The U.S. Attorneys scandal has been on slow simmer for a long time. For people, who care in an idealistic way about the quality of governance, and paying attention, it was always a big deal, an alarming pattern of political expedience gone over the edge.
But, as a political scandal, it has suffered from being, mostly, bad television -- an abstract, circumstantial pattern -- almost all smoke, and very little unmistakeable fire.
You'd have to believe that the Attorney General of the U.S. is in some advanced stage of mad cow disease to wholly credit the Administration denials. But, never mind, a large part of the Republican Party and the Media elite are more than willing to go along.
But, there is some fire, and the world may notice. First, it was a case in Wisconsin, where a low-level State employee was convicted of corruption and jailed in an attempt to create an appearance of scandal around a Democratic governor running for re-election.
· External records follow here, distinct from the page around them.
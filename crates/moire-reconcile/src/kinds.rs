//! Per-kind node summaries.
//!
//! Dispatch on the open `kind` tag goes through [`KindRegistry`]; kinds
//! without a registered handler use the registry's fallback, so adding a
//! kind never touches callers.

use std::collections::HashMap;
use std::sync::Arc;

use serde::Serialize;

use crate::attrs::{self, keys};
use crate::duplex::{self, Health, HealthThresholds};
use crate::graph::Graph;
use crate::model::Node;
use crate::palette::ProcessPalette;

const SEC: i64 = 1_000_000_000;

#[derive(Debug, Clone, PartialEq, Serialize)]
pub struct NodeSummary {
    pub label: String,
    pub kind_label: String,
    pub severity: Health,
}

/// Capture-time inputs shared by every handler.
#[derive(Debug, Clone, Copy, Default)]
pub struct SummaryContext {
    pub captured_at_ns: Option<i64>,
    pub thresholds: HealthThresholds,
}

pub trait KindHandler: Send + Sync {
    fn summarize(&self, node: &Node, cx: &SummaryContext) -> NodeSummary;
}

/// Renders any kind: the best label alias, the raw kind, healthy.
#[derive(Debug, Clone, Default)]
pub struct GenericHandler {
    kind_label: Option<String>,
}

impl GenericHandler {
    pub fn labeled(kind_label: impl Into<String>) -> Self {
        Self {
            kind_label: Some(kind_label.into()),
        }
    }
}

impl KindHandler for GenericHandler {
    fn summarize(&self, node: &Node, _cx: &SummaryContext) -> NodeSummary {
        NodeSummary {
            label: label_or_id(node, keys::LABEL),
            kind_label: self.kind_label.clone().unwrap_or_else(|| node.kind.clone()),
            severity: Health::Healthy,
        }
    }
}

struct LockHandler;

impl KindHandler for LockHandler {
    fn summarize(&self, node: &Node, _cx: &SummaryContext) -> NodeSummary {
        let waiters = node.attrs.count(keys::WAITERS).unwrap_or(0);
        let held = node.attrs.count(keys::HOLDERS).unwrap_or(0) > 0;
        let severity = match (waiters, held) {
            (0, _) => Health::Healthy,
            (_, true) => Health::Warning,
            // Waiters but no holder: nobody is going to release it.
            (_, false) => Health::Critical,
        };
        NodeSummary {
            label: label_or_id(node, keys::LABEL),
            kind_label: "lock".to_string(),
            severity,
        }
    }
}

struct SemaphoreHandler;

impl KindHandler for SemaphoreHandler {
    fn summarize(&self, node: &Node, _cx: &SummaryContext) -> NodeSummary {
        let waiters = node.attrs.count(keys::WAITERS).unwrap_or(0);
        NodeSummary {
            label: label_or_id(node, keys::LABEL),
            kind_label: "semaphore".to_string(),
            severity: if waiters > 0 {
                Health::Warning
            } else {
                Health::Healthy
            },
        }
    }
}

struct ChannelHandler;

impl KindHandler for ChannelHandler {
    fn summarize(&self, node: &Node, _cx: &SummaryContext) -> NodeSummary {
        let queued = node.attrs.count(keys::QUEUE_LEN);
        let capacity = node.attrs.count(keys::CAPACITY);
        let severity = match (queued, capacity) {
            (Some(q), Some(c)) if c > 0 && q >= c => Health::Warning,
            _ => Health::Healthy,
        };
        NodeSummary {
            label: label_or_id(node, keys::LABEL),
            kind_label: "channel".to_string(),
            severity,
        }
    }
}

struct RpcHandler {
    kind_label: &'static str,
}

impl KindHandler for RpcHandler {
    fn summarize(&self, node: &Node, cx: &SummaryContext) -> NodeSummary {
        let elapsed = node.attrs.age_ns(&attrs::ELAPSED, cx.captured_at_ns);
        let severity = match elapsed {
            Some(ns) if ns >= 30 * SEC => Health::Critical,
            Some(ns) if ns >= 5 * SEC => Health::Warning,
            _ => Health::Healthy,
        };
        NodeSummary {
            label: label_or_id(node, keys::METHOD),
            kind_label: self.kind_label.to_string(),
            severity,
        }
    }
}

struct ConnectionHandler;

impl KindHandler for ConnectionHandler {
    fn summarize(&self, node: &Node, cx: &SummaryContext) -> NodeSummary {
        let severity = cx.thresholds.classify(
            node.attrs.count(keys::PENDING_REQUESTS),
            node.attrs.count(keys::PENDING_RESPONSES),
            node.attrs.age_ns(&attrs::LAST_RECV_AGE, cx.captured_at_ns),
        );
        NodeSummary {
            label: duplex::connection_label(&node.attrs, &node.id),
            kind_label: "connection".to_string(),
            severity,
        }
    }
}

struct GhostHandler;

impl KindHandler for GhostHandler {
    fn summarize(&self, node: &Node, _cx: &SummaryContext) -> NodeSummary {
        NodeSummary {
            label: node.id.clone(),
            kind_label: "missing".to_string(),
            severity: Health::Warning,
        }
    }
}

fn label_or_id(node: &Node, aliases: &[&str]) -> String {
    node.attrs
        .string(aliases)
        .or_else(|| node.attrs.string(keys::LABEL))
        .unwrap_or_else(|| node.id.clone())
}

pub struct KindRegistry {
    handlers: HashMap<String, Arc<dyn KindHandler>>,
    fallback: Arc<dyn KindHandler>,
}

impl Default for KindRegistry {
    fn default() -> Self {
        let mut registry = Self::with_fallback(GenericHandler::default());
        registry.register(["mutex", "rwlock", "lock"], LockHandler);
        registry.register(["semaphore"], SemaphoreHandler);
        registry.register(["mpsc", "channel", "oneshot"], ChannelHandler);
        registry.register(["request"], RpcHandler { kind_label: "request" });
        registry.register(["response"], RpcHandler { kind_label: "response" });
        registry.register([duplex::CONNECTION_KIND], ConnectionHandler);
        registry.register(["future"], GenericHandler::labeled("future"));
        registry.register(["task"], GenericHandler::labeled("task"));
        registry.register([crate::model::GHOST_KIND], GhostHandler);
        registry
    }
}

impl KindRegistry {
    /// An empty registry; every kind goes to `fallback`.
    pub fn with_fallback(fallback: impl KindHandler + 'static) -> Self {
        Self {
            handlers: HashMap::new(),
            fallback: Arc::new(fallback),
        }
    }

    pub fn register<'k>(
        &mut self,
        kinds: impl IntoIterator<Item = &'k str>,
        handler: impl KindHandler + 'static,
    ) {
        let handler: Arc<dyn KindHandler> = Arc::new(handler);
        for kind in kinds {
            self.handlers.insert(kind.to_string(), Arc::clone(&handler));
        }
    }

    pub fn handler(&self, kind: &str) -> &dyn KindHandler {
        self.handlers
            .get(kind)
            .map(|handler| handler.as_ref())
            .unwrap_or(self.fallback.as_ref())
    }

    pub fn summarize(&self, node: &Node, cx: &SummaryContext) -> NodeSummary {
        self.handler(&node.kind).summarize(node, cx)
    }
}

/// A node ready for a renderer.
#[derive(Debug, Clone, PartialEq, Serialize)]
pub struct NodeView {
    pub id: String,
    pub kind: String,
    pub process: String,
    pub proc_key: String,
    pub ghost: bool,
    pub color: String,
    #[serde(flatten)]
    pub summary: NodeSummary,
}

pub fn describe_graph(
    graph: &Graph,
    registry: &KindRegistry,
    palette: &mut ProcessPalette,
    cx: &SummaryContext,
) -> Vec<NodeView> {
    graph
        .nodes
        .iter()
        .map(|node| NodeView {
            id: node.id.clone(),
            kind: node.kind.clone(),
            process: node.process.clone(),
            proc_key: node.proc_key.clone(),
            ghost: node.is_ghost(),
            color: palette.color_for(&node.process).to_string(),
            summary: registry.summarize(node, cx),
        })
        .collect()
}

#[cfg(test)]
mod tests {
    use super::*;
    use crate::graph::build_graph;
    use crate::model::Edge;
    use serde_json::json;

    fn summarize(node: Node) -> NodeSummary {
        KindRegistry::default().summarize(&node, &SummaryContext::default())
    }

    #[test]
    fn unknown_kinds_use_the_fallback() {
        let summary = summarize(Node::new("w1", "watch").with_attrs(json!({"name": "config"})));
        assert_eq!(summary.label, "config");
        assert_eq!(summary.kind_label, "watch");
        assert_eq!(summary.severity, Health::Healthy);
    }

    #[test]
    fn adding_a_kind_needs_only_registration() {
        struct Always;
        impl KindHandler for Always {
            fn summarize(&self, node: &Node, _cx: &SummaryContext) -> NodeSummary {
                NodeSummary {
                    label: node.id.to_uppercase(),
                    kind_label: "custom".into(),
                    severity: Health::Critical,
                }
            }
        }
        let mut registry = KindRegistry::default();
        registry.register(["watch"], Always);
        let summary = registry.summarize(&Node::new("w1", "watch"), &SummaryContext::default());
        assert_eq!(summary.label, "W1");
        assert_eq!(summary.severity, Health::Critical);
    }

    #[test]
    fn contended_lock_without_holder_is_critical() {
        let held =
            summarize(Node::new("m", "mutex").with_attrs(json!({"waiters": 2, "holders": 1})));
        assert_eq!(held.severity, Health::Warning);
        let orphaned = summarize(Node::new("m", "rwlock").with_attrs(json!({"waiters": 2})));
        assert_eq!(orphaned.severity, Health::Critical);
    }

    #[test]
    fn requests_escalate_with_elapsed_time() {
        let slow = summarize(
            Node::new("r", "request").with_attrs(json!({"method": "get_blob", "elapsed_ms": 7000})),
        );
        assert_eq!(slow.label, "get_blob");
        assert_eq!(slow.severity, Health::Warning);
        let stuck = summarize(Node::new("r", "request").with_attrs(json!({"elapsed_secs": 45})));
        assert_eq!(stuck.label, "r");
        assert_eq!(stuck.severity, Health::Critical);
    }

    #[test]
    fn full_channel_warns() {
        let full =
            summarize(Node::new("c", "mpsc").with_attrs(json!({"queue_len": 8, "capacity": 8})));
        assert_eq!(full.severity, Health::Warning);
    }

    #[test]
    fn describe_graph_covers_ghosts() {
        let graph = build_graph(
            vec![Node::new("a", "mutex").in_process("app", "app-1")],
            vec![Edge::new("a", "gone", "needs")],
        );
        let mut palette = ProcessPalette::default();
        let views = describe_graph(
            &graph,
            &KindRegistry::default(),
            &mut palette,
            &SummaryContext::default(),
        );
        assert_eq!(views.len(), 2);
        assert!(views[1].ghost);
        assert_eq!(views[1].summary.kind_label, "missing");
        assert_eq!(views[1].color, views[0].color);
    }
}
Now, there's a case in Alabama, of a former Democratic Governor being convicted of corruption, which stinks.
Questions About a Governor’s Fall - New York Times: "It is extremely disturbing that Don Siegelman, the former governor of Alabama, was hauled off to jail this week. There is reason to believe his prosecution may have been a political hit, intended to take out the state’s most prominent Democrat"
The great thing about this case is not that it is as unambiguous an injustice as the Wisconsin case, though it may be sufficiently unambiguous that the injustice can be recognized. It is that there are some almost lurid details, which will make good television, and which give the Democrats the political leverage necessary to overcome Bush attempts to stonewall with claims of executive privilege. It is not perfect as a Media vehicle for scandal -- as far as I know there are no dead blondes involved -- but it has its some details that may help the narrative interest a wider public.